Communication via assertions happens through state change notifications. Programmers might reasonably expect that routing time should be bounded by the number of assertions in each notification, which is why the incremental semantics using patches instead of full sets is so important. A complication arises, however, when one considers that patches written using wildcards refer to infinite sets of assertions. Our trie-based representation of assertion sets takes care to represent such infinite sets tractably, but the programmer cannot assume a routing time bounded by the size of the representation of the notification. To see this, consider that asserting \(\star \) forces a traversal of the entirety of the ?-prefixed portion of the dataspace to discover every active interest.
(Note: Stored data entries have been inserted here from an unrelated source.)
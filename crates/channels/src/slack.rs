//! Slack Web API transport.
//!
//! Posts and edits messages with the bot token, reads threads and channel
//! history back, and downloads private file attachments. Every Web API
//! reply carries an `ok` flag; `ok: false` becomes [`TransportError::Api`]
//! with Slack's error code as the reason.

use async_trait::async_trait;
use serde_json::{Value, json};
use std::time::Duration;
use threadbot_config::SlackConfig;
use threadbot_core::error::TransportError;
use threadbot_core::transport::{Author, ChatTransport, MessageHandle, ThreadMessage};
use tracing::debug;

/// Page size for `conversations.replies` and `conversations.history`.
const PAGE_LIMIT: &str = "200";

/// Slack transport over the Web API.
pub struct SlackTransport {
    api_url: String,
    bot_token: String,
    username: String,
    client: reqwest::Client,
}

impl SlackTransport {
    pub fn new(
        api_url: impl Into<String>,
        bot_token: impl Into<String>,
        username: impl Into<String>,
    ) -> Self {
        let client = reqwest::Client::builder()
            .timeout(Duration::from_secs(30))
            .build()
            .unwrap_or_else(|_| reqwest::Client::new());

        Self {
            api_url: api_url.into().trim_end_matches('/').to_string(),
            bot_token: bot_token.into(),
            username: username.into(),
            client,
        }
    }

    pub fn from_config(config: &SlackConfig) -> Result<Self, TransportError> {
        let token = config
            .bot_token
            .as_deref()
            .ok_or_else(|| TransportError::NotConfigured("SLACK_BOT_TOKEN is not set".into()))?;
        Ok(Self::new(&config.api_url, token, &config.username))
    }

    fn endpoint(&self, method: &str) -> String {
        format!("{}/{method}", self.api_url)
    }

    /// Call a write method with a JSON body.
    async fn post(&self, method: &str, body: Value) -> Result<Value, TransportError> {
        debug!(method, "Slack API call");
        let response = self
            .client
            .post(self.endpoint(method))
            .bearer_auth(&self.bot_token)
            .json(&body)
            .send()
            .await
            .map_err(|e| TransportError::Network(format!("{method}: {e}")))?;

        check_response(method, response).await
    }

    /// Call a read method with query parameters.
    async fn get(&self, method: &str, params: &[(&str, &str)]) -> Result<Value, TransportError> {
        debug!(method, "Slack API call");
        let response = self
            .client
            .get(self.endpoint(method))
            .bearer_auth(&self.bot_token)
            .query(params)
            .send()
            .await
            .map_err(|e| TransportError::Network(format!("{method}: {e}")))?;

        check_response(method, response).await
    }

    /// Read every page of a cursor-paginated `messages` listing.
    async fn paginate(
        &self,
        method: &str,
        params: &[(&str, &str)],
    ) -> Result<Vec<ThreadMessage>, TransportError> {
        let mut messages = Vec::new();
        let mut cursor = String::new();

        loop {
            let mut query = params.to_vec();
            query.push(("limit", PAGE_LIMIT));
            if !cursor.is_empty() {
                query.push(("cursor", &cursor));
            }

            let page = self.get(method, &query).await?;
            let items = page["messages"].as_array().ok_or_else(|| {
                TransportError::InvalidPayload(format!("{method}: missing messages"))
            })?;
            messages.extend(items.iter().filter_map(parse_message));

            match next_cursor(&page) {
                Some(next) => cursor = next.to_string(),
                None => break,
            }
        }
        Ok(messages)
    }
}

async fn check_response(method: &str, response: reqwest::Response) -> Result<Value, TransportError> {
    let status = response.status();
    if status.as_u16() == 429 {
        return Err(TransportError::Api {
            method: method.to_string(),
            reason: "ratelimited".into(),
        });
    }
    if !status.is_success() {
        return Err(TransportError::Api {
            method: method.to_string(),
            reason: format!("HTTP {status}"),
        });
    }

    let body: Value = response
        .json()
        .await
        .map_err(|e| TransportError::InvalidPayload(format!("{method}: {e}")))?;
    api_result(method, body)
}

/// Unwrap a Web API reply, turning `ok: false` into an error.
fn api_result(method: &str, body: Value) -> Result<Value, TransportError> {
    if body["ok"].as_bool() == Some(true) {
        return Ok(body);
    }
    Err(TransportError::Api {
        method: method.to_string(),
        reason: body["error"].as_str().unwrap_or("unknown_error").to_string(),
    })
}

fn next_cursor(page: &Value) -> Option<&str> {
    page["response_metadata"]["next_cursor"]
        .as_str()
        .filter(|c| !c.is_empty())
}

/// Parse one message object. Messages without a `ts` are dropped.
fn parse_message(raw: &Value) -> Option<ThreadMessage> {
    let ts = raw["ts"].as_str()?;
    let author = if let Some(bot_id) = raw["bot_id"].as_str() {
        Author::Agent {
            bot_id: bot_id.to_string(),
        }
    } else if let Some(user) = raw["user"].as_str() {
        Author::User {
            user_id: user.to_string(),
        }
    } else {
        Author::Unknown
    };

    Some(ThreadMessage {
        ts: ts.to_string(),
        author,
        text: raw["text"].as_str().unwrap_or_default().to_string(),
    })
}

#[async_trait]
impl ChatTransport for SlackTransport {
    fn name(&self) -> &str {
        "slack"
    }

    async fn create_message(
        &self,
        channel: &str,
        thread_ts: Option<&str>,
        text: &str,
    ) -> Result<MessageHandle, TransportError> {
        let mut body = json!({
            "channel": channel,
            "text": text,
            "username": self.username,
        });
        if let Some(thread_ts) = thread_ts {
            body["thread_ts"] = json!(thread_ts);
        }

        let reply = self.post("chat.postMessage", body).await?;
        let ts = reply["ts"].as_str().ok_or_else(|| {
            TransportError::InvalidPayload("chat.postMessage: missing ts".into())
        })?;

        Ok(MessageHandle {
            channel: reply["channel"].as_str().unwrap_or(channel).to_string(),
            ts: ts.to_string(),
        })
    }

    async fn update_message(&self, handle: &MessageHandle, text: &str) -> Result<(), TransportError> {
        self.post(
            "chat.update",
            json!({ "channel": handle.channel, "ts": handle.ts, "text": text }),
        )
        .await?;
        Ok(())
    }

    async fn fetch_thread(
        &self,
        channel: &str,
        thread_ts: &str,
    ) -> Result<Vec<ThreadMessage>, TransportError> {
        self.paginate("conversations.replies", &[("channel", channel), ("ts", thread_ts)])
            .await
    }

    async fn post_ephemeral(
        &self,
        channel: &str,
        user: &str,
        thread_ts: Option<&str>,
        text: &str,
    ) -> Result<(), TransportError> {
        let mut body = json!({ "channel": channel, "user": user, "text": text });
        if let Some(thread_ts) = thread_ts {
            body["thread_ts"] = json!(thread_ts);
        }
        self.post("chat.postEphemeral", body).await?;
        Ok(())
    }

    async fn download_file(&self, url: &str) -> Result<Vec<u8>, TransportError> {
        let response = self
            .client
            .get(url)
            .bearer_auth(&self.bot_token)
            .send()
            .await
            .map_err(|e| TransportError::Network(format!("download: {e}")))?;

        if !response.status().is_success() {
            return Err(TransportError::Api {
                method: "download".into(),
                reason: format!("HTTP {}", response.status()),
            });
        }

        let bytes = response
            .bytes()
            .await
            .map_err(|e| TransportError::Network(format!("download: {e}")))?;
        debug!(url, bytes = bytes.len(), "Downloaded file");
        Ok(bytes.to_vec())
    }

    async fn delete_message(&self, channel: &str, ts: &str) -> Result<(), TransportError> {
        self.post("chat.delete", json!({ "channel": channel, "ts": ts }))
            .await?;
        Ok(())
    }

    async fn channel_history(&self, channel: &str) -> Result<Vec<ThreadMessage>, TransportError> {
        self.paginate("conversations.history", &[("channel", channel)])
            .await
    }
}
Fortunately, routing time can be bounded by the size of the representation of the intersection of the patch being processed with the dataspace itself. When processing a patch \(\frac{\pi _{ add }}{\pi _{ del }}\) to a dataspace R, our function \( combine {}\) (Fig. 10) explores R only along paths that are in \(\pi _{ add }\) or \(\pi _{ del }\). When reasoning about routing time, therefore, programmers must set their expectations based on both the patches being issued and the assertions established in the environment to be modified by each patch. After routing has identified the n actors to receive state change notifications, the associated delivery time is in \(\tilde{O}(n)\), just as for messages.

4.2 Measuring Syndicate Performance

Notwithstanding the remarks above, we cannot yet make precise statements about complexity bounds on routing and delivery costs in Syndicate. The difficulty is the complex interaction between the protocol chosen by the Syndicate programmer and the data structures and algorithms used to represent and manipulate assertion sets in the Syndicate implementation.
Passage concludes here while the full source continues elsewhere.